** WHAT THE EXERCISE ASKS **
Reply with each record repeated exactly.

** SOURCE MATERIAL **
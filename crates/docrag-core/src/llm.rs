//! LLM provider trait and types

use async_trait::async_trait;
use serde::{Deserialize, Serialize};
use std::time::Duration;

use crate::Result;

/// Configuration for text generation
#[derive(Debug, Clone, PartialEq, Serialize, Deserialize)]
pub struct GenerationConfig {
    pub model_id: String,
    pub temperature: f32,
    pub max_tokens: Option<u32>,
    pub timeout: Duration,
}

impl Default for GenerationConfig {
    fn default() -> Self {
        Self {
            model_id: "gpt-4o-mini".to_string(),
            temperature: 0.7,
            max_tokens: None,
            timeout: Duration::from_secs(60),
        }
    }
}

/// Result of a text generation request
#[derive(Debug, Clone, Serialize, Deserialize)]
pub struct GenerationResult {
    pub text: String,
    pub model_id: String,
    pub tokens_used: Option<u32>,
}

/// Trait for LLM providers (e.g., OpenAI chat completions)
#[async_trait]
pub trait LLMProvider: Send + Sync {
    /// Generate text using the provider's default configuration
    async fn generate(&self, prompt: &str) -> Result<GenerationResult>;

    /// Generate text with custom configuration
    async fn generate_with_config(
        &self,
        prompt: &str,
        config: &GenerationConfig,
    ) -> Result<GenerationResult>;

    /// Get the model ID being used
    fn model_id(&self) -> &str;
}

** EXERCISE SOLUTION **
filename crates/docrag-core/src/llm.rs
//! LLM provider trait and types

use async_trait::async_trait;
use serde::{Deserialize, Serialize};
use std::time::Duration;

use crate::Result;

/// Configuration for text generation
#[derive(Debug, Clone, PartialEq, Serialize, Deserialize)]
pub struct GenerationConfig {
    pub model_id: String,
    pub temperature: f32,
    pub max_tokens: Option<u32>,
    pub timeout: Duration,
}

impl Default for GenerationConfig {
    fn default() -> Self {
        Self {
            model_id: "gpt-4o-mini".to_string(),
            temperature: 0.7,
            max_tokens: None,
            timeout: Duration::from_secs(60),
        }
    }
}

/// Result of a text generation request
#[derive(Debug, Clone, Serialize, Deserialize)]
pub struct GenerationResult {
    pub text: String,
    pub model_id: String,
    pub tokens_used: Option<u32>,
}

/// Trait for LLM providers (e.g., OpenAI chat completions)
#[async_trait]
pub trait LLMProvider: Send + Sync {
    /// Generate text using the provider's default configuration
    async fn generate(&self, prompt: &str) -> Result<GenerationResult>;

    /// Generate text with custom configuration
    async fn generate_with_config(
        &self,
        prompt: &str,
        config: &GenerationConfig,
    ) -> Result<GenerationResult>;

    /// Get the model ID being used
    fn model_id(&self) -> &str;
}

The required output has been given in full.